Task goal:
From the records below, copy out each line that has the word "London".

Stored items:

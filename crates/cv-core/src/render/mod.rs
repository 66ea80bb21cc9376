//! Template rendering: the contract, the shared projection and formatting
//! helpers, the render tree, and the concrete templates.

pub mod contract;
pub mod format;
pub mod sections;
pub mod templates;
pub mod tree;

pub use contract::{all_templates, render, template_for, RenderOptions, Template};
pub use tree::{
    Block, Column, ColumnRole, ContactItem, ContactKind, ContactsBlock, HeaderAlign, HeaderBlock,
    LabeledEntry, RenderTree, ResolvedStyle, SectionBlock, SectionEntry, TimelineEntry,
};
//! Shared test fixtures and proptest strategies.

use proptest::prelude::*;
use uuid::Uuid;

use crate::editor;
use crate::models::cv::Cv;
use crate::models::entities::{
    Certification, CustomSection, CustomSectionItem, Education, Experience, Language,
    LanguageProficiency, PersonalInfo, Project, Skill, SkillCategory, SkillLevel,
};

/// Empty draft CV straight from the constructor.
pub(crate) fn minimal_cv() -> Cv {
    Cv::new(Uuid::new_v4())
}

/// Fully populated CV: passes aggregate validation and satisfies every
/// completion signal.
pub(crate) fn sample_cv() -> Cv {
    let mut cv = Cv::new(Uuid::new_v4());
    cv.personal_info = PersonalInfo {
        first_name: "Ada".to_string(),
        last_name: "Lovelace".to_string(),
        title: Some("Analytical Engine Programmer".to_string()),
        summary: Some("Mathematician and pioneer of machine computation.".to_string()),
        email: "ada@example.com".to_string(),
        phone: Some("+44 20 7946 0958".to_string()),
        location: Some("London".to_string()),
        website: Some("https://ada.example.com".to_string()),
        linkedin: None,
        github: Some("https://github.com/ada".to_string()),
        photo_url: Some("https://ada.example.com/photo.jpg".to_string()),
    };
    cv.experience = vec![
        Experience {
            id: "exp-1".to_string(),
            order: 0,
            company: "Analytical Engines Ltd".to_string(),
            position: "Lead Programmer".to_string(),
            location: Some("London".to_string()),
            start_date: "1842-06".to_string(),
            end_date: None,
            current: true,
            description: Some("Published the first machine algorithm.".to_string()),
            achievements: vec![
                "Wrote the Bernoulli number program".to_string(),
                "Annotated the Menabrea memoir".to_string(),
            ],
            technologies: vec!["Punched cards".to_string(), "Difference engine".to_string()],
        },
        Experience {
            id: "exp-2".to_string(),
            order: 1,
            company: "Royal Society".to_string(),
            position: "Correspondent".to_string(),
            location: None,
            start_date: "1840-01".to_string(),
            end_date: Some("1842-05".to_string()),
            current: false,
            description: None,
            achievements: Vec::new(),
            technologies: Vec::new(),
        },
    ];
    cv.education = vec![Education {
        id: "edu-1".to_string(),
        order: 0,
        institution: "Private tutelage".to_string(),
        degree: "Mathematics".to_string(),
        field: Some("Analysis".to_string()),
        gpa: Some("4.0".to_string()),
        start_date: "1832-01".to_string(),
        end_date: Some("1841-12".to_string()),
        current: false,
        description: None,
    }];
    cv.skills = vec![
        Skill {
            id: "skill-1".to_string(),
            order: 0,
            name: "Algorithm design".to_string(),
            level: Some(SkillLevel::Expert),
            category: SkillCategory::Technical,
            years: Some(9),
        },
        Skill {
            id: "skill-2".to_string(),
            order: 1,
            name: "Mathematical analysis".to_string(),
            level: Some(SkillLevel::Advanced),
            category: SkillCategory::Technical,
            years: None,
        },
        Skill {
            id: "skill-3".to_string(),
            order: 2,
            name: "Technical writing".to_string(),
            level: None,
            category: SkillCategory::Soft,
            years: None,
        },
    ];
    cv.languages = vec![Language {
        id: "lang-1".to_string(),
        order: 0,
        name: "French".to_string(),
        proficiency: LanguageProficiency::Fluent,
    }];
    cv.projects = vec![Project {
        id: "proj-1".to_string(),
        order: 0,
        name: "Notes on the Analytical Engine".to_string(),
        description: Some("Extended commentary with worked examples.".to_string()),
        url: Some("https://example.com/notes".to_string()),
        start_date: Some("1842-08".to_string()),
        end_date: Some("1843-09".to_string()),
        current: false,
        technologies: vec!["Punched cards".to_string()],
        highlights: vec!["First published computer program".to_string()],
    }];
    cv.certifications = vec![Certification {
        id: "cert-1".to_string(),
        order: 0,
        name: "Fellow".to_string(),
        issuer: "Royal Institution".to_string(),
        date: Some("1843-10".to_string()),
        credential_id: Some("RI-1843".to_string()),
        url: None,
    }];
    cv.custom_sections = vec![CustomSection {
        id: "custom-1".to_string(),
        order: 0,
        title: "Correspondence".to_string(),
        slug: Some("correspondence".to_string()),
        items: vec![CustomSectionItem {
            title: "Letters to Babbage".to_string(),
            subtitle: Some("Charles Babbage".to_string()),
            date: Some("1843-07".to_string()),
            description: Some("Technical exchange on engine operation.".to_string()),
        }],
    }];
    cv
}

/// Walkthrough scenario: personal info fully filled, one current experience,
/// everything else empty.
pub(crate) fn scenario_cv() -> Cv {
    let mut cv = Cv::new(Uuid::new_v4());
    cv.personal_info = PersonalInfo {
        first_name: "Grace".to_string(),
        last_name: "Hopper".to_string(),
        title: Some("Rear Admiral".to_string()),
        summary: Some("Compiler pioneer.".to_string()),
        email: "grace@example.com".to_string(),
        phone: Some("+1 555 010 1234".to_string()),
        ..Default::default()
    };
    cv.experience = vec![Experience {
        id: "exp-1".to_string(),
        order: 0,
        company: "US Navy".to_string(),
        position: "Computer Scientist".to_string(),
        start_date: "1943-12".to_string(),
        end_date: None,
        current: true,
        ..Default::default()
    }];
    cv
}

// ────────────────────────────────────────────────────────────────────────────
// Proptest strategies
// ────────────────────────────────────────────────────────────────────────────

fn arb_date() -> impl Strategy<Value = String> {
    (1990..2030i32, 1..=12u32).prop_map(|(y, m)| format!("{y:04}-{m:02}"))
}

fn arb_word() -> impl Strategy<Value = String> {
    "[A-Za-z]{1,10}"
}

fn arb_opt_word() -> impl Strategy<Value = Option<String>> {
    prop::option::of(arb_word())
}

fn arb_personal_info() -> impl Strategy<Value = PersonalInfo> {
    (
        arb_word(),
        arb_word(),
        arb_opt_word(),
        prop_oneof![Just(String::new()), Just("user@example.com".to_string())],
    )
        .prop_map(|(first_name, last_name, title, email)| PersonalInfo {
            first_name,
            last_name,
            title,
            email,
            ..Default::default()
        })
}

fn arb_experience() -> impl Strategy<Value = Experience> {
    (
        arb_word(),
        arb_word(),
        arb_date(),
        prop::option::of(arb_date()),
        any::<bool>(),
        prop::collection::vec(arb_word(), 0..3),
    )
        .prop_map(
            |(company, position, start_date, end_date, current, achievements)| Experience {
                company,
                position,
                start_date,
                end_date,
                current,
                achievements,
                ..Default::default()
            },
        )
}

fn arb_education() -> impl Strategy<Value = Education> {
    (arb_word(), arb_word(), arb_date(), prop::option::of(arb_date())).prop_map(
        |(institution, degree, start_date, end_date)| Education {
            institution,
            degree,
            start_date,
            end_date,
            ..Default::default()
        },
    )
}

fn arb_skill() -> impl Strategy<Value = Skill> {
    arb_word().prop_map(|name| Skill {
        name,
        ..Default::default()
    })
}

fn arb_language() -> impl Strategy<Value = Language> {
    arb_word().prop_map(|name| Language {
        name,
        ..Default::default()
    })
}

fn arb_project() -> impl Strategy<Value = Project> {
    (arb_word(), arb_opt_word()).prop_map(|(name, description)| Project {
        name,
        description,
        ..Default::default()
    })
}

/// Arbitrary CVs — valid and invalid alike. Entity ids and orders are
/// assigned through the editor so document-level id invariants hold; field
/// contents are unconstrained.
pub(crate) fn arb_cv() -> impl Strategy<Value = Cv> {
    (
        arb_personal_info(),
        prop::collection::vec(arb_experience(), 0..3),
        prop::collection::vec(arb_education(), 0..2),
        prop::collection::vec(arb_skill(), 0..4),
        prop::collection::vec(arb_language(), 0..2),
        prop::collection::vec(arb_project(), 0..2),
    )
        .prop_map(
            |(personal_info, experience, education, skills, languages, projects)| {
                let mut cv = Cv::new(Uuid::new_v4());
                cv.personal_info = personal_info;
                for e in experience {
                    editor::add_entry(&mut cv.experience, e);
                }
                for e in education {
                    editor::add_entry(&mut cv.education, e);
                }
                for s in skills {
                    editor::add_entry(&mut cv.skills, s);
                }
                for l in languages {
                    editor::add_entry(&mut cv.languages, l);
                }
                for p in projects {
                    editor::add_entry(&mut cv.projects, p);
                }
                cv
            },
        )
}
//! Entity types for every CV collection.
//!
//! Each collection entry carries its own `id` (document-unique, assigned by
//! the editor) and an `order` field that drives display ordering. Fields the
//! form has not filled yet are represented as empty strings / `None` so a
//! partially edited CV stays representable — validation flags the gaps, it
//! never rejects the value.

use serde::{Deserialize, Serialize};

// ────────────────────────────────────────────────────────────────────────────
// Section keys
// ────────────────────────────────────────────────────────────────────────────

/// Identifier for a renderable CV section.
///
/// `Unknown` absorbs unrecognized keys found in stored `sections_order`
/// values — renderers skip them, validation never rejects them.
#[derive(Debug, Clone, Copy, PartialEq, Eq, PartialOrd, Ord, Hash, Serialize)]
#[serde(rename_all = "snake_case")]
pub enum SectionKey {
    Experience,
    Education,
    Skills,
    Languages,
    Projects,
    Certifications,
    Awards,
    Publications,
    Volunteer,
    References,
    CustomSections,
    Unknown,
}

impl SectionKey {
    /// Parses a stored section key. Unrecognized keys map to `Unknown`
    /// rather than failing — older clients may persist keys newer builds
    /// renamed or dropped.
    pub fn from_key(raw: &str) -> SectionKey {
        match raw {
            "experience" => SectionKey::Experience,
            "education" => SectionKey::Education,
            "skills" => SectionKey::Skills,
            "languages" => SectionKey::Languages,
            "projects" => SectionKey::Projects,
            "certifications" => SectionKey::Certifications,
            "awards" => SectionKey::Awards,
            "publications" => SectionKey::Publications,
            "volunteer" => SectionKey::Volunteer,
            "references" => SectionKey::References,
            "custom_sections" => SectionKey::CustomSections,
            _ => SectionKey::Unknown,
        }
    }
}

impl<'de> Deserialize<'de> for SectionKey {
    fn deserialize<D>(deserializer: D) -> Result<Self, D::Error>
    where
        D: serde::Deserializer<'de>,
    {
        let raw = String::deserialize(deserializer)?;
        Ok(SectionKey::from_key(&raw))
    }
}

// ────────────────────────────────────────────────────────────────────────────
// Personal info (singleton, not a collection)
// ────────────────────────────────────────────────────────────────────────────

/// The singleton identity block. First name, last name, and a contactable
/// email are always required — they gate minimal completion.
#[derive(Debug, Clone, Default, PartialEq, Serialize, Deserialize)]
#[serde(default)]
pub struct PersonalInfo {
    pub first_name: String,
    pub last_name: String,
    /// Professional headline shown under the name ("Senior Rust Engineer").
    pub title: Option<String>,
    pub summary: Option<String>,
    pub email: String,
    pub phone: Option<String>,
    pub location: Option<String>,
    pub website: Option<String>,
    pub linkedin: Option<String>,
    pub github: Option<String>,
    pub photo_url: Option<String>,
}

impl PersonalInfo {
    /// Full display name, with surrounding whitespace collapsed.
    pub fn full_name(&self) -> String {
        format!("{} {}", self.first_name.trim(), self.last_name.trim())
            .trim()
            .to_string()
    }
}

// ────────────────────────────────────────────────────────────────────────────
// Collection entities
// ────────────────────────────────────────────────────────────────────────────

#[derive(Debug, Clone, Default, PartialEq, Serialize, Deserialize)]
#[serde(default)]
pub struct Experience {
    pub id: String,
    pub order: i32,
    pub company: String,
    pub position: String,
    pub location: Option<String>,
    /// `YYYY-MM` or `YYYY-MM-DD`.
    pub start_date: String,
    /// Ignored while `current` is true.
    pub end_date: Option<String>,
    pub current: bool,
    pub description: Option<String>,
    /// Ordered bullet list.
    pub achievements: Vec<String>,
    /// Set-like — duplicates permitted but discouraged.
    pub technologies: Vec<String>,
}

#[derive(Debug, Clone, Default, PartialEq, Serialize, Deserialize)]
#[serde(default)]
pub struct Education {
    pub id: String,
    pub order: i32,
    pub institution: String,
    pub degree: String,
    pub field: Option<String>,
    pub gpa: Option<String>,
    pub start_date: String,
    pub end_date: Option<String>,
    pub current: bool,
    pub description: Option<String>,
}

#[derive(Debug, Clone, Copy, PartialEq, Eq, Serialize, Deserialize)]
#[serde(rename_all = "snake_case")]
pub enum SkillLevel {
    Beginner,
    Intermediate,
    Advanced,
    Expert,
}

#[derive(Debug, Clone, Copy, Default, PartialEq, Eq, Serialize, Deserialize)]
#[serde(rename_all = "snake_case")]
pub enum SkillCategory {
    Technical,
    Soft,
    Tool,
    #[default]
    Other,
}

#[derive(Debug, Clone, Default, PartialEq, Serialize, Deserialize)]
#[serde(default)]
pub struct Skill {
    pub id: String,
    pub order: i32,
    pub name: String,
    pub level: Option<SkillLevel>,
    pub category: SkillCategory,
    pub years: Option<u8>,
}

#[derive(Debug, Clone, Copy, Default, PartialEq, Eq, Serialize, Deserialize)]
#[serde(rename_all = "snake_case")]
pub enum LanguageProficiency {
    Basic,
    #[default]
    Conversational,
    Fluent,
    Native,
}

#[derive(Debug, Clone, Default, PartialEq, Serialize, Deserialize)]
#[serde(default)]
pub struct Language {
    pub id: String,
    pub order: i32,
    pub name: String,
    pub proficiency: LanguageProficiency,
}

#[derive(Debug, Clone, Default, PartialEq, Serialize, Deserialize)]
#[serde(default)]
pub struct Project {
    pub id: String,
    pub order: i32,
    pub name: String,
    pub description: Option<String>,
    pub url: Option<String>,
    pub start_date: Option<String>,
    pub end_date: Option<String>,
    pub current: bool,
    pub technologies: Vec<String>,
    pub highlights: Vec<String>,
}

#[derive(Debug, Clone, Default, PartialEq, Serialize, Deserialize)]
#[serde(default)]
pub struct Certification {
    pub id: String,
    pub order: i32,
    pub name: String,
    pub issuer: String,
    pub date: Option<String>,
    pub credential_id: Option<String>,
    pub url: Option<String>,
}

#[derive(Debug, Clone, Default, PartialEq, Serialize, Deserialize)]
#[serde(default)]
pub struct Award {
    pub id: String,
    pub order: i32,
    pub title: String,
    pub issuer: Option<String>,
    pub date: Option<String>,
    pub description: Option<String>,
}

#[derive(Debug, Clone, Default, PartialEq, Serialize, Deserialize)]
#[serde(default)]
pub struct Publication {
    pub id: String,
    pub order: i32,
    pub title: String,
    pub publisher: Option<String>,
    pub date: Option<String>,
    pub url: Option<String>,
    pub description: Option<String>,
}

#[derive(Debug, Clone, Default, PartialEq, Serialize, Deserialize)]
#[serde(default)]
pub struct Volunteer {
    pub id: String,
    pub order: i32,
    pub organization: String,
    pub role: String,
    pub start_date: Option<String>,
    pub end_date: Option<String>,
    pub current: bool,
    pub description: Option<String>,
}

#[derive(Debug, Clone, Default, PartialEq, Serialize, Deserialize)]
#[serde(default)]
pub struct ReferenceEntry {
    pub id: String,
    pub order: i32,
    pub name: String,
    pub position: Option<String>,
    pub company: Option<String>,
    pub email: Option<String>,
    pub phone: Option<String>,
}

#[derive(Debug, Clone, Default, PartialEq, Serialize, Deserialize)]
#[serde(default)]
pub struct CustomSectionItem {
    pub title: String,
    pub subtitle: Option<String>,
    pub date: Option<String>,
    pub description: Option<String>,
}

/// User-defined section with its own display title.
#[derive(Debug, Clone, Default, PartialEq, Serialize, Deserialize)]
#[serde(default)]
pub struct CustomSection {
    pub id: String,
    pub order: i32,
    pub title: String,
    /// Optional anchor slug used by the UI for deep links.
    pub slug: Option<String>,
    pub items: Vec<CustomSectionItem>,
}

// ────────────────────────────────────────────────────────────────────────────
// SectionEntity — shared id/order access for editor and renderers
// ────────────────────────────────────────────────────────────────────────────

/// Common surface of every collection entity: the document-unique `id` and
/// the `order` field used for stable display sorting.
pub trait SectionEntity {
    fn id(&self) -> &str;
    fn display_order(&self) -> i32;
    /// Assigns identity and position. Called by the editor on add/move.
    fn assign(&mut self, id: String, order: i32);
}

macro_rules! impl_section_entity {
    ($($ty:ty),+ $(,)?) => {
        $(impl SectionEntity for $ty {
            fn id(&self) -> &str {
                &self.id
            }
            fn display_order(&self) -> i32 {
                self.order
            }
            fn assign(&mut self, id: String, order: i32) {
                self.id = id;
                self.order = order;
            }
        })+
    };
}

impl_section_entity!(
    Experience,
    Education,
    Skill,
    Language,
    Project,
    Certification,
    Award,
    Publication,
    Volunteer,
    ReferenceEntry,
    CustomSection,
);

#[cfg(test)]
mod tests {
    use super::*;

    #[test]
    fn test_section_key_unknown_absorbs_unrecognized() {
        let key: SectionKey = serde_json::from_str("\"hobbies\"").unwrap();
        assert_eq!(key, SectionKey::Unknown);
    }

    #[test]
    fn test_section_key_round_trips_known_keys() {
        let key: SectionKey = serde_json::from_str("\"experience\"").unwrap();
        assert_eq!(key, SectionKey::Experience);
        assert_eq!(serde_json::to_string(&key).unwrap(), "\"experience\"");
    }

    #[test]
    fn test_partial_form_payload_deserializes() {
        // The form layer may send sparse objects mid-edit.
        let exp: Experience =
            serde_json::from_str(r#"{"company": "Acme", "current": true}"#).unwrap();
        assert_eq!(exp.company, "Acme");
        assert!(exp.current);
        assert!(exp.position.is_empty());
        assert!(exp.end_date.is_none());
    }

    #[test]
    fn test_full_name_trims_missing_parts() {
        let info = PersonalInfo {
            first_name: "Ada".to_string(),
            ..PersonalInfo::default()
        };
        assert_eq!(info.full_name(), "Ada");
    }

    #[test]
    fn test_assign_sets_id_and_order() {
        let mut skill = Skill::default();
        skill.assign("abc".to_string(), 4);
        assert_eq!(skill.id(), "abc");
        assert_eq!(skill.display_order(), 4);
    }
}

==

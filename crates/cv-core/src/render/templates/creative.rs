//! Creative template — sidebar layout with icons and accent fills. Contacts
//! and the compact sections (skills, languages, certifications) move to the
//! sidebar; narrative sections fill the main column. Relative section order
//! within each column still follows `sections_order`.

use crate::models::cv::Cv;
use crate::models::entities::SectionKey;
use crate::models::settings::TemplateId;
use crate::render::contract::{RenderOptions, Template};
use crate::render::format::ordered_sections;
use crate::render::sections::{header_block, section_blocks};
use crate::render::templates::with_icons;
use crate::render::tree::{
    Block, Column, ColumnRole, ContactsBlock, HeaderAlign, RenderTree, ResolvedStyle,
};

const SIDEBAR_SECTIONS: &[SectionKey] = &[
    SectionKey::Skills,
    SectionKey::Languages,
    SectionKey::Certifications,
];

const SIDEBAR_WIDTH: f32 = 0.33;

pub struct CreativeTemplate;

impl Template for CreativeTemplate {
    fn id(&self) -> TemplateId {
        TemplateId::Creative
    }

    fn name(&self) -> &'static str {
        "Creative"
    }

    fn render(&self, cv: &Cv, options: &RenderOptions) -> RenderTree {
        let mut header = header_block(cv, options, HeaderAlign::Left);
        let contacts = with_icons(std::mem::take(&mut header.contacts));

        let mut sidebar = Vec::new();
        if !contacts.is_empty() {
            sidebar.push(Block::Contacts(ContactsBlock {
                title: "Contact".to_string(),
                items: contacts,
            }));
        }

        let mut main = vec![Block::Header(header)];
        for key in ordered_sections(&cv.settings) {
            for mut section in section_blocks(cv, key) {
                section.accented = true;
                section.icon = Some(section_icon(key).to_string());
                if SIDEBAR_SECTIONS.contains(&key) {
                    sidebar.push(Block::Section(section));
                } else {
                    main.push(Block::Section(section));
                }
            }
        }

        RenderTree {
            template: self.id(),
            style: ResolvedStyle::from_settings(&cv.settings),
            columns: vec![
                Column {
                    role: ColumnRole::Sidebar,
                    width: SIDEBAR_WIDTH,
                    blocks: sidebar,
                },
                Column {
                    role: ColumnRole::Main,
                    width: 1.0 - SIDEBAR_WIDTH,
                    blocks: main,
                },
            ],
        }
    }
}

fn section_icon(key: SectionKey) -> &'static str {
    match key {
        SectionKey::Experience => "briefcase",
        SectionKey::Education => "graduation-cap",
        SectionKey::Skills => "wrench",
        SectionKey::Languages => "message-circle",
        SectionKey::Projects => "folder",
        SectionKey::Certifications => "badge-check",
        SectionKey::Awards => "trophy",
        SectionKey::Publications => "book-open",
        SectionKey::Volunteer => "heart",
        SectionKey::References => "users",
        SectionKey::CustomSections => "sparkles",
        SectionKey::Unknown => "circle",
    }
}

Your solution:
        location: Some("London".to_string()),
            location: Some("London".to_string()),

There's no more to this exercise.